Dado que Leibniz mantenía una teoría relacional del espacio y el tiempo, es
perfectamente natural que se opusiese vigorosamente a las teorías
mantenidas por Newton y Clarke, que veían el espacio y el tiempo como
absolutos. Para Newton el espacio era un infinito número de puntos, y el
tiempo un infinito número de instantes.
La armonía preestablecida.
Percepción y apetito.
Hemos visto que cada mónada refleja en sí misma la totalidad del universo
desde su propio punto de vista finito. Eso equivale a decir que cada mónada
goza de percepción.

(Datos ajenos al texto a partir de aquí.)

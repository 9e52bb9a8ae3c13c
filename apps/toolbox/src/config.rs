use serde::{Deserialize, Serialize};

const DEFAULT_MAX_UPLOAD_MB: u64 = 50;
const DEFAULT_PASSWORD_LENGTH: usize = 16;
const DEFAULT_IMAGE_QUALITY: u8 = 90;
const DEFAULT_QR_SIZE: u32 = 256;

#[derive(Clone, Copy, Debug, Serialize, Deserialize, PartialEq, Eq)]
pub enum AppProfile {
    Dev,
    Prod,
}

impl AppProfile {
    pub fn from_env(value: Option<String>) -> Self {
        match value.as_deref() {
            Some("prod") | Some("production") => Self::Prod,
            _ => Self::Dev,
        }
    }

    pub fn log_level(self) -> tracing::Level {
        match self {
            Self::Dev => tracing::Level::DEBUG,
            Self::Prod => tracing::Level::INFO,
        }
    }
}

#[derive(Clone, Debug, Serialize, Deserialize)]
pub struct AppConfig {
    pub profile: AppProfile,
    pub max_upload_bytes: u64,
    pub default_password_length: usize,
    pub default_image_quality: u8,
    pub default_qr_size: u32,
}

impl Default for AppConfig {
    fn default() -> Self {
        Self {
            profile: AppProfile::Dev,
            max_upload_bytes: DEFAULT_MAX_UPLOAD_MB * 1024 * 1024,
            default_password_length: DEFAULT_PASSWORD_LENGTH,
            default_image_quality: DEFAULT_IMAGE_QUALITY,
            default_qr_size: DEFAULT_QR_SIZE,
        }
    }
}

impl AppConfig {
    pub fn from_env() -> Self {
        #[cfg(not(target_arch = "wasm32"))]
        crate::config::load_dotenv();

        Self::from_lookup(read_env)
    }

    fn from_lookup(lookup: impl Fn(&str) -> Option<String>) -> Self {
        let mut config = Self::default();

        config.profile = AppProfile::from_env(lookup("TOOLBOX_PROFILE"));

        if let Some(mb) =
            lookup("TOOLBOX_MAX_UPLOAD_MB").and_then(|value| value.parse::<u64>().ok())
        {
            config.max_upload_bytes = mb.max(1) * 1024 * 1024;
        }

        if let Some(length) = lookup("TOOLBOX_DEFAULT_PASSWORD_LENGTH")
            .and_then(|value| value.parse::<usize>().ok())
        {
            config.default_password_length = length.clamp(8, 128);
        }

        if let Some(quality) =
            lookup("TOOLBOX_IMAGE_QUALITY").and_then(|value| value.parse::<u8>().ok())
        {
            config.default_image_quality = quality.clamp(1, 100);
        }

        if let Some(size) = lookup("TOOLBOX_QR_SIZE").and_then(|value| value.parse::<u32>().ok())
        {
            config.default_qr_size = size.clamp(64, 2048);
        }

        config
    }

    pub fn max_upload_label(&self) -> String {
        format!("{} MB", self.max_upload_bytes / (1024 * 1024))
    }
}

fn read_env(key: &str) -> Option<String> {
    std::env::var(key)
        .ok()
        .or_else(|| option_env_from_build(key).map(|s| s.to_string()))
}

fn option_env_from_build(key: &str) -> Option<&'static str> {
    match key {
        "TOOLBOX_PROFILE" => option_env!("TOOLBOX_PROFILE"),
        "TOOLBOX_MAX_UPLOAD_MB" => option_env!("TOOLBOX_MAX_UPLOAD_MB"),
        "TOOLBOX_DEFAULT_PASSWORD_LENGTH" => option_env!("TOOLBOX_DEFAULT_PASSWORD_LENGTH"),
        "TOOLBOX_IMAGE_QUALITY" => option_env!("TOOLBOX_IMAGE_QUALITY"),
        "TOOLBOX_QR_SIZE" => option_env!("TOOLBOX_QR_SIZE"),
        _ => None,
    }
}

#[cfg(not(target_arch = "wasm32"))]
pub fn load_dotenv() {
    if let Err(err) = dotenvy::dotenv() {
        if !matches!(err, dotenvy::Error::Io(ref io_err) if io_err.kind() == std::io::ErrorKind::NotFound)
        {
            tracing::warn!("failed to load .env: {err}");
        }
    }
}

#[cfg(target_arch = "wasm32")]
#[inline]
pub fn load_dotenv() {}

#[cfg(test)]
mod tests {
    use super::*;
    use std::collections::HashMap;

    fn lookup_from(pairs: &[(&str, &str)]) -> impl Fn(&str) -> Option<String> {
        let map: HashMap<String, String> = pairs
            .iter()
            .map(|(k, v)| (k.to_string(), v.to_string()))
            .collect();
        move |key| map.get(key).cloned()
    }

    #[test]
    fn defaults_apply_without_environment() {
        let config = AppConfig::from_lookup(|_| None);
        assert_eq!(config.profile, AppProfile::Dev);
        assert_eq!(config.max_upload_bytes, 50 * 1024 * 1024);
        assert_eq!(config.default_password_length, 16);
        assert_eq!(config.default_qr_size, 256);
    }

    #[test]
    fn values_are_clamped() {
        let config = AppConfig::from_lookup(lookup_from(&[
            ("TOOLBOX_PROFILE", "production"),
            ("TOOLBOX_MAX_UPLOAD_MB", "0"),
            ("TOOLBOX_DEFAULT_PASSWORD_LENGTH", "500"),
            ("TOOLBOX_IMAGE_QUALITY", "0"),
            ("TOOLBOX_QR_SIZE", "10"),
        ]));
        assert_eq!(config.profile, AppProfile::Prod);
        assert_eq!(config.max_upload_bytes, 1024 * 1024);
        assert_eq!(config.default_password_length, 128);
        assert_eq!(config.default_image_quality, 1);
        assert_eq!(config.default_qr_size, 64);
    }

    #[test]
    fn unparsable_values_are_ignored() {
        let config =
            AppConfig::from_lookup(lookup_from(&[("TOOLBOX_DEFAULT_PASSWORD_LENGTH", "many")]));
        assert_eq!(config.default_password_length, 16);
    }
}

Leibniz define la percepción como “el estado interno
de la mónada que representa cosas externas [714]”. Además, cada mónada
tendrá percepciones sucesivas que correspondan a los cambios del medio, y
más particularmente del cuerpo del cual es mónada dominante, si es una
mónada dominante, o del cuerpo del que es miembro. Pero, debido a la
falta de interacción entre las mónadas, el paso de una percepción a otra
tiene que deberse a un principio interno. Y la acción de ese principio es
llamada por Leibniz “apetición”. Cuando Leibniz dice que toda mónada
tiene percepción, quiere decir simplemente que, debido a la armonía
preestablecida, cada mónada refleja interiormente los cambios que tienen
lugar en su medio. No se necesita que esa representación del medio vaya
acompañada de consciencia de la representación. Y cuando Leibniz dice
que cada mónada tiene apetito, quiere decir fundamentalmente que el
cambio de una representación a otra es debido a un principio interno en la
mónada misma. La mónada ha sido creada según el principio de perfección,
y tiene una tendencia natural a reflejar el sistema infinito del cual es
miembro.
Alma y cuerpo.
Por otra parte, aunque no hay interacción en sentido estricto entre alma y
cuerpo, los cambios en las mónadas inferiores que componen el cuerpo
humano tienen lugar, según la armonía preestablecida, en vistas a los
cambios que tienen lugar en el alma, que es una mónada superior. El alma
humaría o espíritu obra de acuerdo con su juicio sobre la mejor cosa a
hacer, y su juicio es objetivo en proporción a la claridad y distinción de sus
percepciones. Puede decirse, pues, que es perfecta en la medida en que
tiene percepciones claras. Y los cambios en las mónadas inferiores que
componen el cuerpo son correlacionados por Dios con los cambios en la
mónada superior o alma humana. Así pues, en ese sentido puede decirse
que el alma, en virtud de su mayor perfección, domina al cuerpo y actúa
sobre éste.
Ahora bien, está perfectamente claro que el cuerpo humano no está siempre
compuesto por las mismas mónadas. El cuerpo está siempre, por así
decirlo, desprendiéndose de algunas mónadas y ganando otras. Y se plantea
la cuestión de en qué sentido se puede hablar legítimamente de esa
cambiante reunión de mónadas como de “un cuerpo”. No parece que baste
decir que las mónadas formen un cuerpo porque hay una mónada
dominante, si por “mónada dominante” se entiende simplemente una
mónada que goza de percepciones claras. Porque el alma o mónada
dominante es distinta de las mónadas que forman el cuerpo humano.
Ideas innatas.
La distinción entre ideas que son innatas e ideas que no lo son no puede ser
una distinción entre ideas que, para decirlo crudamente, sean impresas
desde fuera e ideas nacidas desde dentro. La mente o mónada dominante
puede tener percepciones claras, y, en la medida en que las tiene, se dice
que es activa. Pero puede también tener percepciones confusas, y, en la
medida en que las tiene, se dice que es pasiva. La razón de que se la llame
“pasiva” es que las “razones a priori” de las percepciones confusas en la
mónada dominante han de buscarse en cambios en las mónadas que
componen el cuerpo humano.
Leibniz dice también que las ideas de los sentidos, esto es, las ideas que no
son innatas, están marcadas por la exterioridad, en el sentido de que
representan cosas externas. “Porque el alma es un pequeño mundo en el que
las ideas distintas son una representación de Dios, y en el que las ideas
confusas son una representación del universo”.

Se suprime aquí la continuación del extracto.